Donald received a B.A. summa cum laude in Russian Language and Literature from Yale University in 1980. After working at the Laboratory for Computer Graphics and Spatial Analysis in the Graduate School of Design at Harvard University, he then attended MIT EECS, where he received his S.M. in EECS (1984) and Ph.D. in Computer Science (1987) under the supervision of professor Tomás Lozano-Pérez in the MIT AI Lab (Artificial Intelligence Laboratory).[1] He joined the Cornell University Department of Computer Science as an assistant professor in 1987.
At Cornell, Donald received tenure in 1993, and served as associate professor of computer science at Cornell University until 1998. While on sabbatical at Stanford University (1994-1996), he worked at Paul Allen's research & development and technology incubator Interval Research Corporation (1995-1997), where he and Tom Ngo co-invented Embedded Constraint Graphics.[2] [3] After moving to Dartmouth, Donald was the Joan P. and Edward J. Foley Jr 1933 Professor of Computer Science, Dartmouth College until 2006 when he moved to Duke University. Currently Donald is the James B. Duke Professor of Computer Science, Chemistry, and Biochemistry, in the Trinity College of Arts and Sciences at Duke University and in the School of Medicine, Duke University Medical Center. Donald was appointed William and Sue Gross Professor from 2006 to 2012, and was named James B. Duke Professor in 2012.[4]
He is a fellow of the Association for Computing Machinery (ACM) and a fellow of the IEEE. Previously, he was a Guggenheim Fellow (2001–2002) and received a National Science Foundation Presidential Young Investigator Award (1989–1994). In 2015, Donald was elected a fellow of the American Association for the Advancement of Science (AAAS), for contributions to computational molecular biology.[5]
Donald's early research was in the field of robotic motion planning and distributed manipulation.[6] Later he has made numerous contributions to MEMS and Micro-robotics, and designed MEMS micro-robots with dimensions of 60 μm by 250 μm by 10 μm.[7]
Recently, he has conducted research in the areas of Structural Molecular Biology; chiefly, Protein Design and Protein Structure Determination from NMR data. He has developed numerous algorithms for protein design which have been successfully tested experimentally in the wet lab.[8] The protein design algorithms attempt to incorporate additional molecular flexibility into the design process by using ensembles and continuously flexible rotamers and backbones. Donald has also developed algorithms for determining the structures of biomedically significant proteins. For example, his subgroup algorithm CRANS (Acta Crystallogr. D 2004; J. Biol. Chem. 2003), which identifies cross-rotation peaks consistent with non-crystallographic symmetry, was used in the structure determination of the enzyme dihydrofolate reductase-thymidylate synthase (DHFR-TS) from Cryptosporidium hominis, an important advancement in Cryptosporidium biology.
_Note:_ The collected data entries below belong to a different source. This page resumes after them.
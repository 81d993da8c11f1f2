//! Merges the free-text term with the filter fragment.

use std::fmt;

use busca_core::{Error, Result};
use serde::{Deserialize, Serialize};

/// One of the two synchronized free-text boxes.
#[derive(Debug, Clone, Copy, PartialEq, Eq, Default, Serialize, Deserialize)]
#[serde(rename_all = "snake_case")]
pub enum SearchBox {
    /// The page header search box.
    Header,
    /// The search box inside the filters dialog.
    #[default]
    Dialog,
}

impl SearchBox {
    /// The other box.
    pub fn other(self) -> Self {
        match self {
            SearchBox::Header => SearchBox::Dialog,
            SearchBox::Dialog => SearchBox::Header,
        }
    }
}

/// A query ready for submission.
#[derive(Debug, Clone, PartialEq, Eq, Serialize, Deserialize)]
pub struct ComposedQuery {
    /// Effective free-text term, possibly empty.
    pub term: String,
    /// Filter fragment, possibly empty.
    pub filters: String,
    /// The full query string.
    pub query: String,
}

impl ComposedQuery {
    /// The full query string.
    pub fn as_str(&self) -> &str {
        &self.query
    }
}

impl fmt::Display for ComposedQuery {
    fn fmt(&self, f: &mut fmt::Formatter<'_>) -> fmt::Result {
        f.write_str(&self.query)
    }
}

/// Composes the submitted query string.
#[derive(Debug, Clone, Copy)]
pub struct QueryComposer {
    sync_search_boxes: bool,
}

impl Default for QueryComposer {
    fn default() -> Self {
        Self::new(true)
    }
}

impl QueryComposer {
    /// Creates a composer; with `sync_search_boxes` the term falls back to
    /// the other box when the triggering one is blank.
    pub fn new(sync_search_boxes: bool) -> Self {
        Self { sync_search_boxes }
    }

    /// Picks the effective free-text term.
    pub fn resolve_term<'a>(&self, triggering: &'a str, other: &'a str) -> &'a str {
        let triggering = triggering.trim();
        if !triggering.is_empty() || !self.sync_search_boxes {
            return triggering;
        }
        other.trim()
    }

    /// Appends `filters` to the effective term.
    ///
    /// # Errors
    ///
    /// Returns [`Error::NoCriteria`] when both the term and the filters are
    /// blank.
    pub fn apply(&self, triggering: &str, other: &str, filters: &str) -> Result<ComposedQuery> {
        let term = self.resolve_term(triggering, other);
        let filters = filters.trim();

        let query = match (term.is_empty(), filters.is_empty()) {
            (true, true) => return Err(Error::NoCriteria),
            (false, true) => term.to_string(),
            (true, false) => filters.to_string(),
            (false, false) => format!("{term} {filters}"),
        };

        Ok(ComposedQuery {
            term: term.to_string(),
            filters: filters.to_string(),
            query,
        })
    }
}

#[cfg(test)]
#[allow(clippy::unwrap_used)]
mod tests {
    use super::*;

    #[test]
    fn test_term_and_filters() {
        let composed = QueryComposer::default()
            .apply(" restituição ", "", "situacao_s:*ATIVO*")
            .unwrap();
        assert_eq!(composed.query, "restituição situacao_s:*ATIVO*");
        assert_eq!(composed.term, "restituição");
        assert_eq!(composed.to_string(), composed.as_str());
    }

    #[test]
    fn test_filters_only() {
        let composed = QueryComposer::default()
            .apply("", "", "valor_processo_d:[* TO 1000] ")
            .unwrap();
        assert_eq!(composed.query, "valor_processo_d:[* TO 1000]");
    }

    #[test]
    fn test_term_only() {
        let composed = QueryComposer::default().apply("irpf", "", "").unwrap();
        assert_eq!(composed.query, "irpf");
        assert!(composed.filters.is_empty());
    }

    #[test]
    fn test_no_criteria() {
        let err = QueryComposer::default().apply("  ", "", "").unwrap_err();
        assert!(matches!(err, Error::NoCriteria));
    }

    #[test]
    fn test_falls_back_to_other_box() {
        let composer = QueryComposer::default();
        assert_eq!(composer.resolve_term("", "header term"), "header term");
        assert_eq!(composer.resolve_term("dialog", "header"), "dialog");
    }

    #[test]
    fn test_no_fallback_without_sync() {
        let composer = QueryComposer::new(false);
        assert_eq!(composer.resolve_term("", "header term"), "");
        assert!(matches!(
            composer.apply("", "header term", ""),
            Err(Error::NoCriteria)
        ));
    }

    #[test]
    fn test_search_box_other() {
        assert_eq!(SearchBox::Header.other(), SearchBox::Dialog);
        assert_eq!(SearchBox::Dialog.other(), SearchBox::Header);
    }
}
He has designed many algorithms and computational protocols to extract structural information from NMR data, and used that information to compute structures of globular proteins and symmetric homo-oligomers. A distinct feature of his algorithms is that they use less data, and provide complexity-theoretic guarantees on time and space (See, e.g., B. R. Donald and J. Martin. "Automated NMR Assignment and Protein Structure Determination using Sparse Dipolar Coupling Constraints." Progress in NMR Spectroscopy 2009; 55(2):101-127). Donald is the author of Algorithms in Structural Molecular Biology, a textbook published by MIT Press (2011).
Donald has supervised many students and postdocs, many of whom are now professors in reputed universities such as MIT, Carnegie-Mellon University, University of Washington, Seattle, University of Massachusetts Amherst, Dartmouth College, Duke University, Middlebury College and University of Toronto, and researchers at organizations such as NIAID, NIST, IBM, Sandia National Laboratories.[9]
Donald is the son of historian David Herbert Donald and historian and editor Aida DiPace Donald.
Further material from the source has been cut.